Stoking confusion and doubt about climate change among developing countries, as Exxon and Atlas Network sought to do during the critical early moments of climate diplomacy, exacerbated geopolitical divides and economic fears that still persist today, according to Kert Davies, director of special investigations at the nonprofit Center for Climate Integrity.
“It’s a pretty ugly story,” he said. “Exxon seemed to think that if you could make developing countries, and all countries, skeptical that climate change is a crisis, then there would never be a global climate treaty.”
As Brazil prepares to host the Cop30 climate negotiations in the Amazon city of Belém in November, the consequences of three decades of insufficient global action are impossible to ignore.
Scientists announced in mid-October that global emissions were so high that the planet had passed the critical point at which the mass disappearance of the planet’s coral reefs would likely be irreversible. Without a drastic reduction in global emissions and deforestation, the collapse of the Amazon rainforest could be imminent within the next 10 to 20 years.
Throughout the 1990s and 2000s, Exxon helped fund and direct a constellation of U.S.-based organizations that sought to discredit climate science and block U.S. participation in a U.N.-led climate treaty — a campaign that is now the subject of dozens of lawsuits accusing the company of lying to the public about the climate emergency.
But by 1997, Exxon was “comfortable with the support we provide to U.S.-based organizations and on U.S.-related issues.” He asked Atlas Network to help him “develop free market think tanks outside the United States,” including in Asia, the former Soviet Union, Europe and Latin America.
The following year, Exxon sent a $50,000 check to Atlas Network – which, adjusted for inflation, would amount to about $100,000 today.
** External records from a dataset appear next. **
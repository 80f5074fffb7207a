//! Integration tests for Trellis

mod cli_tests {
    use assert_cmd::{cargo::cargo_bin_cmd, Command};
    use predicates::prelude::*;
    use std::path::Path;
    use tempfile::TempDir;

    fn trellis() -> Command {
        cargo_bin_cmd!("trellis")
    }

    /// A template tree with a page hierarchy and a matching config file
    fn project() -> TempDir {
        let dir = tempfile::tempdir().unwrap();
        let app = dir.path().join("templates/app");
        std::fs::create_dir_all(&app).unwrap();
        std::fs::write(
            app.join("Base.html"),
            "<html><body><p>base-top</p><wicket:child/></body></html>",
        )
        .unwrap();
        std::fs::write(
            app.join("Home.html"),
            "<html><body><wicket:extend><p>home-content</p></wicket:extend></body></html>",
        )
        .unwrap();
        std::fs::write(app.join("Plain.html"), "<span wicket:id=\"label\">x</span>").unwrap();

        let config = format!(
            r#"
[resources]
roots = ["{}"]

[[components]]
name = "app.Base"
kind = "page"

[[components]]
name = "app.Home"
extends = "app.Base"
kind = "page"

[[components]]
name = "app.Plain"
kind = "panel"
"#,
            dir.path().join("templates").display()
        );
        std::fs::write(dir.path().join("config.toml"), config).unwrap();
        dir
    }

    fn in_project(dir: &Path) -> Command {
        let mut cmd = trellis();
        cmd.current_dir(dir)
            .arg("--no-local")
            .arg("--config")
            .arg(dir.join("config.toml"));
        cmd
    }

    #[test]
    fn help_displays() {
        trellis()
            .arg("--help")
            .assert()
            .success()
            .stdout(predicate::str::contains("component markup"));
    }

    #[test]
    fn version_displays() {
        trellis()
            .arg("--version")
            .assert()
            .success()
            .stdout(predicate::str::contains("trellis"));
    }

    #[test]
    fn config_path() {
        trellis()
            .args(["config", "path"])
            .assert()
            .success()
            .stdout(predicate::str::contains("config.toml"));
    }

    #[test]
    fn config_show_uses_given_file() {
        let dir = project();
        in_project(dir.path())
            .args(["config", "show"])
            .assert()
            .success()
            .stdout(predicate::str::contains("[markup]"))
            .stdout(predicate::str::contains("app.Home"));
    }

    #[test]
    fn config_set_rejects_bad_boolean() {
        let dir = project();
        in_project(dir.path())
            .args(["config", "set", "cache.watch", "maybe"])
            .assert()
            .failure()
            .stderr(predicate::str::contains("Invalid boolean value"));
    }

    #[test]
    fn parse_plain_echoes_markup() {
        let dir = project();
        in_project(dir.path())
            .args(["parse", "templates/app/Plain.html", "--format", "plain"])
            .assert()
            .success()
            .stdout(predicate::str::contains("wicket:id=\"label\""));
    }

    #[test]
    fn parse_json_lists_components() {
        let dir = project();
        in_project(dir.path())
            .args(["parse", "templates/app/Plain.html", "--format", "json"])
            .assert()
            .success()
            .stdout(predicate::str::contains("\"components\""))
            .stdout(predicate::str::contains("\"label\""));
    }

    #[test]
    fn parse_missing_file_fails() {
        let dir = project();
        in_project(dir.path())
            .args(["parse", "templates/app/Nope.html"])
            .assert()
            .failure()
            .stderr(predicate::str::contains("Error:"));
    }

    #[test]
    fn parse_reports_unknown_wicket_tag() {
        let dir = project();
        std::fs::write(dir.path().join("bad.html"), "<wicket:nope>").unwrap();
        in_project(dir.path())
            .args(["parse", "bad.html"])
            .assert()
            .failure()
            .stderr(predicate::str::contains("Error:"));
    }

    #[test]
    fn inspect_merges_inherited_markup() {
        let dir = project();
        in_project(dir.path())
            .args(["inspect", "app.Home", "--format", "plain"])
            .assert()
            .success()
            .stdout(predicate::str::contains("base-top"))
            .stdout(predicate::str::contains("home-content"));
    }

    #[test]
    fn inspect_missing_class_fails() {
        let dir = project();
        in_project(dir.path())
            .args(["inspect", "app.Missing"])
            .assert()
            .failure()
            .stderr(predicate::str::contains("Markup not found"));
    }

    #[test]
    fn cache_warm_lists_keys() {
        let dir = project();
        in_project(dir.path())
            .args(["cache", "warm", "--format", "plain"])
            .assert()
            .success()
            .stdout(predicate::str::contains("app.Home.html"))
            .stdout(predicate::str::contains("app.Base.html"))
            .stdout(predicate::str::contains("app.Plain.html"));
    }

    #[test]
    fn cache_stats_remove_cascades_to_derived() {
        let dir = project();
        in_project(dir.path())
            .args(["cache", "stats", "--remove", "app.Base.html", "--format", "plain"])
            .assert()
            .success()
            .stdout(predicate::str::contains("app.Plain.html"))
            .stdout(predicate::str::contains("app.Home.html").not());
    }

    #[test]
    fn watch_once_runs() {
        let dir = project();
        in_project(dir.path())
            .args(["watch", "--once", "app.Plain"])
            .assert()
            .success();
    }

    #[test]
    fn completions_bash() {
        trellis()
            .args(["completions", "bash"])
            .assert()
            .success()
            .stdout(predicate::str::contains("trellis"));
    }
}
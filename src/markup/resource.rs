//! Component classes, container info and markup resource streams

use serde::Serialize;
use std::fmt;
use std::path::{Path, PathBuf};
use std::sync::Arc;

/// What kind of component a class is
#[derive(Debug, Clone, Copy, PartialEq, Eq, Serialize)]
#[serde(rename_all = "snake_case")]
pub enum ComponentKind {
    Page,
    Panel,
    Border,
    Container,
}

impl ComponentKind {
    /// Parse a kind name; unknown names fall back to `Container`
    pub fn parse(value: &str) -> Self {
        match value.to_ascii_lowercase().as_str() {
            "page" => Self::Page,
            "panel" => Self::Panel,
            "border" => Self::Border,
            _ => Self::Container,
        }
    }
}

impl fmt::Display for ComponentKind {
    fn fmt(&self, f: &mut fmt::Formatter<'_>) -> fmt::Result {
        let name = match self {
            Self::Page => "page",
            Self::Panel => "panel",
            Self::Border => "border",
            Self::Container => "container",
        };
        write!(f, "{}", name)
    }
}

/// A component class: a dotted name with an optional superclass
#[derive(Debug, Clone, PartialEq, Eq, Serialize)]
pub struct ComponentClass {
    pub name: String,
    pub extends: Option<String>,
    pub kind: ComponentKind,
}

impl ComponentClass {
    pub fn new(name: impl Into<String>, kind: ComponentKind) -> Self {
        Self {
            name: name.into(),
            extends: None,
            kind,
        }
    }

    pub fn extending(mut self, base: impl Into<String>) -> Self {
        self.extends = Some(base.into());
        self
    }

    /// `shop.catalog.ProductPage` -> `shop.catalog`
    pub fn package(&self) -> &str {
        self.name.rsplit_once('.').map(|(pkg, _)| pkg).unwrap_or("")
    }

    /// `shop.catalog.ProductPage` -> `ProductPage`
    pub fn simple_name(&self) -> &str {
        self.name
            .rsplit_once('.')
            .map(|(_, simple)| simple)
            .unwrap_or(&self.name)
    }

    /// `shop.catalog.ProductPage` -> `shop/catalog/ProductPage`
    pub fn resource_path(&self) -> PathBuf {
        self.name.split('.').collect()
    }

    pub fn is_page(&self) -> bool {
        self.kind == ComponentKind::Page
    }
}

/// The component instance that is asking for markup
#[derive(Debug, Clone, Default, PartialEq, Eq, Serialize)]
pub struct ContainerInfo {
    /// Runtime class of the container
    pub class_name: String,
    pub style: Option<String>,
    /// e.g. `de_CH`
    pub locale: Option<String>,
    pub variation: Option<String>,
    /// Markup type / file extension, e.g. `html`
    pub markup_type: String,
}

impl ContainerInfo {
    pub fn new(class_name: impl Into<String>) -> Self {
        Self {
            class_name: class_name.into(),
            style: None,
            locale: None,
            variation: None,
            markup_type: "html".to_string(),
        }
    }

    pub fn with_style(mut self, style: impl Into<String>) -> Self {
        self.style = Some(style.into());
        self
    }

    pub fn with_locale(mut self, locale: impl Into<String>) -> Self {
        self.locale = Some(locale.into());
        self
    }

    pub fn with_variation(mut self, variation: impl Into<String>) -> Self {
        self.variation = Some(variation.into());
        self
    }

    pub fn with_markup_type(mut self, markup_type: impl Into<String>) -> Self {
        self.markup_type = markup_type.into();
        self
    }
}

/// A located markup resource
#[derive(Debug, Clone, PartialEq, Eq)]
pub struct MarkupResourceStream {
    /// Physical file backing the markup
    pub location: PathBuf,
    /// The container the markup was requested for
    pub container: ContainerInfo,
    /// Class whose template this file is (may be an ancestor of the container class)
    pub markup_class: ComponentClass,
    /// Cache key; `None` when caching is disabled
    pub cache_key: Option<String>,
    /// Resource of the inherited (base) markup this one was merged with
    pub base: Option<Arc<MarkupResourceStream>>,
}

impl MarkupResourceStream {
    pub fn new(location: PathBuf, container: ContainerInfo, markup_class: ComponentClass) -> Self {
        Self {
            location,
            container,
            markup_class,
            cache_key: None,
            base: None,
        }
    }

    /// Location as used for the primary cache index
    pub fn location_as_string(&self) -> String {
        self.location.display().to_string()
    }

    pub fn location(&self) -> &Path {
        &self.location
    }

    pub fn base_markup_resource(&self) -> Option<&Arc<MarkupResourceStream>> {
        self.base.as_ref()
    }
}

impl fmt::Display for MarkupResourceStream {
    fn fmt(&self, f: &mut fmt::Formatter<'_>) -> fmt::Result {
        write!(
            f,
            "{} ({})",
            self.location.display(),
            self.cache_key.as_deref().unwrap_or("uncached")
        )
    }
}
The oil company’s goal was to develop “international groups with the capacity to influence government policies.”
Atlas Network later reported that its partners in Latin America had produced a Spanish translation of a booklet by Fred Singer titled “The Scientific Case Against the Global Climate Treaty” which claimed “there is no significant scientific support for a global ‘threat’ of global warming.”
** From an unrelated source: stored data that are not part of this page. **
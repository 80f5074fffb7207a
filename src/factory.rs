//! Markup factory
//!
//! Knows the component classes, finds the template for a container by
//! walking its class hierarchy, and turns a located resource into parsed
//! markup. Inherited markup is merged with the base class markup, which is
//! fetched through the cache so it is cached under its own key.

use crate::cache::MarkupCache;
use crate::config::{ComponentConfig, Config};
use crate::error::{TrellisError, TrellisResult};
use crate::markup::{
    inherit, ComponentClass, ComponentKind, ContainerInfo, Markup, MarkupResourceStream,
    ResourceLocator,
};
use crate::parser::{MarkupParser, ParserSettings};
use std::collections::{HashMap, HashSet};
use std::io::ErrorKind;
use std::sync::Arc;
use tracing::{debug, trace};

/// Registered component classes
#[derive(Debug, Clone, Default)]
pub struct ComponentRegistry {
    classes: HashMap<String, ComponentClass>,
}

impl ComponentRegistry {
    pub fn new() -> Self {
        Self::default()
    }

    /// Build from `[[components]]` config entries, rejecting cyclic hierarchies
    pub fn from_config(components: &[ComponentConfig]) -> TrellisResult<Self> {
        let mut registry = Self::new();
        for component in components {
            let mut class =
                ComponentClass::new(&component.name, ComponentKind::parse(&component.kind));
            if let Some(base) = &component.extends {
                class = class.extending(base);
            }
            registry.register(class);
        }

        for name in registry.classes.keys() {
            registry.ancestors(name)?;
        }
        Ok(registry)
    }

    pub fn register(&mut self, class: ComponentClass) {
        self.classes.insert(class.name.clone(), class);
    }

    pub fn get(&self, name: &str) -> Option<&ComponentClass> {
        self.classes.get(name)
    }

    pub fn contains(&self, name: &str) -> bool {
        self.classes.contains_key(name)
    }

    /// The registered class, or a plain container without a superclass
    pub fn class(&self, name: &str) -> ComponentClass {
        self.get(name)
            .cloned()
            .unwrap_or_else(|| ComponentClass::new(name, ComponentKind::Container))
    }

    /// Superclass of `class`, if it has one
    pub fn superclass(&self, class: &ComponentClass) -> Option<ComponentClass> {
        class.extends.as_deref().map(|base| self.class(base))
    }

    /// `name` followed by its superclasses, nearest first
    pub fn ancestors(&self, name: &str) -> TrellisResult<Vec<ComponentClass>> {
        let mut chain = Vec::new();
        let mut seen = HashSet::new();
        let mut current = Some(self.class(name));

        while let Some(class) = current {
            if !seen.insert(class.name.clone()) {
                return Err(TrellisError::CyclicHierarchy(name.to_string()));
            }
            current = self.superclass(&class);
            chain.push(class);
        }
        Ok(chain)
    }

    pub fn len(&self) -> usize {
        self.classes.len()
    }

    pub fn is_empty(&self) -> bool {
        self.classes.is_empty()
    }

    /// Registered class names, sorted
    pub fn names(&self) -> Vec<&str> {
        let mut names: Vec<&str> = self.classes.keys().map(String::as_str).collect();
        names.sort_unstable();
        names
    }
}

/// Locates and loads markup
#[derive(Debug, Clone)]
pub struct MarkupFactory {
    settings: ParserSettings,
    locator: ResourceLocator,
    registry: ComponentRegistry,
}

impl MarkupFactory {
    pub fn new(
        settings: ParserSettings,
        locator: ResourceLocator,
        registry: ComponentRegistry,
    ) -> Self {
        Self {
            settings,
            locator,
            registry,
        }
    }

    pub fn from_config(config: &Config) -> TrellisResult<Self> {
        Ok(Self::new(
            ParserSettings::from(&config.markup),
            ResourceLocator::new(config.resources.roots.clone()),
            ComponentRegistry::from_config(&config.components)?,
        ))
    }

    pub fn registry(&self) -> &ComponentRegistry {
        &self.registry
    }

    pub fn locator(&self) -> &ResourceLocator {
        &self.locator
    }

    pub fn settings(&self) -> &ParserSettings {
        &self.settings
    }

    /// Class whose markup the container needs
    pub fn container_class(&self, container: &ContainerInfo) -> ComponentClass {
        self.registry.class(&container.class_name)
    }

    /// Parser configured with the factory's settings
    pub fn new_markup_parser(&self) -> MarkupParser {
        MarkupParser::new(self.settings.clone())
    }

    /// Find the template for `class`, falling back to its superclasses
    pub fn markup_resource_stream(
        &self,
        container: &ContainerInfo,
        class: &ComponentClass,
    ) -> TrellisResult<Option<MarkupResourceStream>> {
        for candidate in self.registry.ancestors(&class.name)? {
            if let Some(path) = self.locator.locate(&candidate, container) {
                trace!("Markup for {} found at {}", class.name, path.display());
                return Ok(Some(MarkupResourceStream::new(
                    path,
                    container.clone(),
                    candidate,
                )));
            }
        }
        debug!("No markup found for {}", class.name);
        Ok(None)
    }

    /// Read and parse a located resource.
    ///
    /// Returns `Ok(None)` when the file has disappeared since it was located.
    pub fn load_markup(
        &self,
        cache: &MarkupCache,
        resource: MarkupResourceStream,
        enforce_reload: bool,
    ) -> TrellisResult<Option<Markup>> {
        let bytes = match std::fs::read(&resource.location) {
            Ok(bytes) => bytes,
            Err(e) if e.kind() == ErrorKind::NotFound => return Ok(None),
            Err(e) => {
                return Err(TrellisError::io(
                    format!("reading {}", resource.location.display()),
                    e,
                ))
            }
        };
        let text = String::from_utf8_lossy(&bytes);

        let resource = Arc::new(resource);
        let markup = self
            .new_markup_parser()
            .parse_resource(&text, Arc::clone(&resource))?;

        if !inherit::is_inherited(&markup) {
            return Ok(Some(markup));
        }

        let class = &resource.markup_class;
        let base_class = self
            .registry
            .superclass(class)
            .ok_or_else(|| TrellisError::NoBaseClass(class.name.clone()))?;

        let base = cache
            .get_markup(&resource.container, Some(&base_class), enforce_reload)?
            .ok_or_else(|| TrellisError::BaseMarkupNotFound {
                class: class.name.clone(),
                base: base_class.name.clone(),
            })?;

        debug!("Merging {} with base markup {}", class.name, base_class.name);
        Ok(Some(Markup::merged(&markup, &base)?))
    }
}

#[cfg(test)]
mod tests {
    use super::*;

    fn component(name: &str, extends: Option<&str>, kind: &str) -> ComponentConfig {
        ComponentConfig {
            name: name.to_string(),
            extends: extends.map(str::to_string),
            kind: kind.to_string(),
        }
    }

    #[test]
    fn registry_from_config() {
        let registry = ComponentRegistry::from_config(&[
            component("app.BasePage", None, "page"),
            component("app.Home", Some("app.BasePage"), "page"),
        ])
        .unwrap();

        assert_eq!(registry.len(), 2);
        let home = registry.class("app.Home");
        assert!(home.is_page());
        assert_eq!(
            registry.superclass(&home).map(|c| c.name),
            Some("app.BasePage".to_string())
        );
    }

    #[test]
    fn unknown_class_is_plain_container() {
        let registry = ComponentRegistry::new();
        let class = registry.class("x.Unknown");
        assert_eq!(class.kind, ComponentKind::Container);
        assert!(class.extends.is_none());
    }

    #[test]
    fn ancestors_nearest_first() {
        let registry = ComponentRegistry::from_config(&[
            component("a.A", None, "page"),
            component("a.B", Some("a.A"), "page"),
            component("a.C", Some("a.B"), "page"),
        ])
        .unwrap();
        let names: Vec<String> = registry
            .ancestors("a.C")
            .unwrap()
            .into_iter()
            .map(|c| c.name)
            .collect();
        assert_eq!(names, vec!["a.C", "a.B", "a.A"]);
    }

    #[test]
    fn cyclic_hierarchy_rejected() {
        let err = ComponentRegistry::from_config(&[
            component("a.A", Some("a.B"), "panel"),
            component("a.B", Some("a.A"), "panel"),
        ])
        .unwrap_err();
        assert!(matches!(err, TrellisError::CyclicHierarchy(_)));
    }

    #[test]
    fn resource_stream_walks_hierarchy() {
        let dir = tempfile::tempdir().unwrap();
        std::fs::create_dir_all(dir.path().join("app")).unwrap();
        std::fs::write(dir.path().join("app/Base.html"), "<p>base</p>").unwrap();

        let registry = ComponentRegistry::from_config(&[
            component("app.Base", None, "panel"),
            component("app.Derived", Some("app.Base"), "panel"),
        ])
        .unwrap();
        let factory = MarkupFactory::new(
            ParserSettings::default(),
            ResourceLocator::new(vec![dir.path().to_path_buf()]),
            registry,
        );

        let container = ContainerInfo::new("app.Derived");
        let class = factory.container_class(&container);
        let stream = factory
            .markup_resource_stream(&container, &class)
            .unwrap()
            .unwrap();
        assert_eq!(stream.markup_class.name, "app.Base");
        assert!(stream.location.ends_with("app/Base.html"));

        let missing = factory
            .markup_resource_stream(&ContainerInfo::new("other.X"), &registry_class("other.X"))
            .unwrap();
        assert!(missing.is_none());
    }

    fn registry_class(name: &str) -> ComponentClass {
        ComponentClass::new(name, ComponentKind::Container)
    }
}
Atlas Network partners, including Argentinian think tank Fundación República para una Nueva Generación and Brazilian think tank Instituto Liberal, led and participated in seminars in Argentina on the eve of the Cop4 climate negotiations in Buenos Aires.
At least one event featured Patrick Michaels, a now-deceased American climate denier who called climate change “hysteria.” Atlas Network aimed to introduce Michaels and other American speakers to “ministers, politicians, editorial boards.” [and] business leaders”.
Atlas facilitated the translation of Singer’s libretto into Chinese, as well as the organization of meetings between an India-based think tank called the Liberty Institute and American right-wing groups that challenged the scientific consensus on climate change, including the Heritage Foundation and the Cato Institute.
Summarizing its activities in a 1998 letter to its donor, Atlas Network noted that “few of these accomplishments would have been possible without the generous financial assistance of Exxon Corporation.” Exxon stressed that it did not wish to be publicly identified.
“The approach took place behind the scenes, intentionally without seeking public kudos for its efforts,” Atlas wrote in notes summarizing a meeting with Exxon executives in 2000. “The goal is to help, but not to be known for helping.”